Lorsqu’il a quitté Paris pour le Donbass en 2015, Wassyl Slipak a combattu aux côtés d’une journaliste ukrainienne ayant troqué la plume pour le treillis. Comme le chanteur lyrique et tant d’autres civils volontaires, avocats, jardiniers ou poissonnières, Lera Burlakova s’est trouvée dans le combat une nouvelle raison d'exister. Au point de ne plus trop savoir comment vivre loin du front.
Wassyl est parti un jour de juin 2015. Il s’est rendu près de la station de métro Chevaleret à Paris et a embarqué dans un bus vers l’Ukraine. Réalisant exactement le même trajet que les colis et cartons qu’il envoyait depuis plusieurs mois à des bataillons de volontaires sur le front. Il allait enfin voir de ses propres yeux, vivre en vrai ce dont on lui parlait.
Je peux m’imaginer sa curiosité, son excitation. Il communiquait chaque jour avec ces hommes et ces femmes, il devait avoir l’impression de les connaître. De vivre presque avec eux déjà, d’être des leurs. Je suis certaine qu’il s’y rend comme à un rendez-vous avec son destin. A ses proches, Wassyl a annoncé qu’il voulait comprendre par lui-même les besoins qu’il y avait là-bas. Il ne leur a pas franchement dit qu’il allait prendre les armes, alors qu’il le savait.

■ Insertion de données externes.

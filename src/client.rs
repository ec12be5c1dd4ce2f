//! CLI-facing control-plane client: sends one framed request per invocation and,
//! for `attach`, takes over the terminal as a raw byte bridge (§4.6, §6).
use std::io::{self, BufRead, BufReader, Read, Write};
use std::os::unix::net::UnixStream;

use nix::sys::termios::{self, LocalFlags, SetArg};
use tracing::warn;

use crate::constants::ATTACH_ESCAPE_BYTE;
use crate::control::{ControlReply, ControlRequest};
use crate::error::ControlError;

fn connect() -> Result<UnixStream, ControlError> {
    let path = crate::runtime::socket_path();
    if !path.exists() {
        return Err(ControlError::NotAvailable);
    }
    Ok(UnixStream::connect(&path)?)
}

/// Sends a single `cmd`/`target` request and returns the daemon's reply.
pub fn send(cmd: &str, target: Option<String>) -> Result<ControlReply, ControlError> {
    let mut stream = connect()?;
    let request = ControlRequest::new(cmd, target);
    let mut payload = serde_json::to_vec(&request)?;
    payload.push(b'\n');
    stream.write_all(&payload)?;

    let mut reader = BufReader::new(stream);
    let mut line = String::new();
    reader.read_line(&mut line)?;
    if line.trim().is_empty() {
        return Err(ControlError::Protocol("empty reply from supervisor".to_string()));
    }
    let reply: ControlReply = serde_json::from_str(line.trim())?;
    Ok(reply)
}

/// Attaches to `name`'s console: sends the `attach` request, then bridges the
/// local terminal to the daemon's byte stream until the user hits Ctrl-] or the
/// connection closes.
pub fn run_attach(name: &str) -> Result<(), ControlError> {
    let mut stream = connect()?;
    let request = ControlRequest::new("attach", Some(name.to_string()));
    let mut payload = serde_json::to_vec(&request)?;
    payload.push(b'\n');
    stream.write_all(&payload)?;

    let mut reader = BufReader::new(stream.try_clone()?);
    let mut line = String::new();
    reader.read_line(&mut line)?;
    let reply: ControlReply = serde_json::from_str(line.trim())?;
    if !reply.ok {
        return Err(ControlError::Protocol(reply.message));
    }
    if reply.attach != Some(true) {
        return Err(ControlError::Protocol("supervisor did not confirm attach".to_string()));
    }

    println!("attached to '{name}', press Ctrl-] to detach");

    let original_termios = termios::tcgetattr(io::stdin()).ok();
    if let Some(original) = &original_termios {
        let mut raw = original.clone();
        raw.local_flags
            .remove(LocalFlags::ECHO | LocalFlags::ICANON | LocalFlags::ISIG);
        let _ = termios::tcsetattr(io::stdin(), SetArg::TCSANOW, &raw);
    }

    let result = bridge_terminal(reader, stream);

    if let Some(original) = &original_termios {
        let _ = termios::tcsetattr(io::stdin(), SetArg::TCSANOW, original);
    }
    println!("\ndetached from '{name}'");
    result
}

fn bridge_terminal(mut from_daemon: BufReader<UnixStream>, mut to_daemon: UnixStream) -> Result<(), ControlError> {
    let reader_handle = {
        let mut stdout = io::stdout();
        std::thread::spawn(move || -> io::Result<()> {
            let mut buf = [0u8; 4096];
            loop {
                let n = from_daemon.read(&mut buf)?;
                if n == 0 {
                    return Ok(());
                }
                stdout.write_all(&buf[..n])?;
                stdout.flush()?;
            }
        })
    };

    let mut stdin = io::stdin();
    let mut buf = [0u8; 1];
    loop {
        match stdin.read(&mut buf) {
            Ok(0) => break,
            Ok(_) => {
                if buf[0] == ATTACH_ESCAPE_BYTE {
                    break;
                }
                if to_daemon.write_all(&buf).is_err() {
                    break;
                }
            }
            Err(err) => {
                warn!("attach stdin read failed: {err}");
                break;
            }
        }
    }

    let _ = to_daemon.shutdown(std::net::Shutdown::Both);
    let _ = reader_handle.join();
    Ok(())
}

Pour ce voyage, il n’est pas parti seul mais avec un compatriote. Aujourd’hui, cet homme est installé au Portugal, il travaille dans le bâtiment et ne veut pas me parler. J’aurais tant aimé savoir ce qu’ils se sont dit sur le trajet, où ils se sont arrêtés, ce qu’ils ont mangé, s’ils étaient graves ou joyeux, si en passant la frontière ils ont douté. A quoi pense-t-on quand on va faire la guerre le lendemain?
Pour comprendre, j’ai écrit à Lera Burlakova, la nièce d’Alla, celle qui avait besoin de talkie-walkies pour le front. Elle aussi était journaliste et elle est devenue combattante de 2014 à 2017. Elle y a perdu son compagnon, puis a publié un journal de guerre poignant, intitulé Sous le ciel du Donbass, et publié aux éditions L’Harmattan. Alors bien sûr, elle n’habitait pas en France, n’était pas chanteuse lyrique, mais Lera sait ce que c’est de tout quitter pour plonger à corps perdu dans cette vie militaire dont on a tant de mal à revenir. Et aussi, elle a bien connu Wassyl, enfin «Myth» de son nom de guerre. Sur ses trois voyages, elle a été dans les mêmes bataillons que lui par deux fois.
Après des mois d’échanges de mails, je suis heureuse de la rencontrer à Kyiv. Nous sommes en avril 2024. Je lui demande de choisir le lieu, un lieu important ou symbolique à ses yeux. Lera choisit le Musée national d’histoire militaire dans le quartier gouvernemental. La rue est semée de véhicules russes carbonisées exposés là. Elle m’attend près du dernier camion. Elle est avec son fils Tim, 5 ans, visiblement fin connaisseur d’armes russes démilitarisées.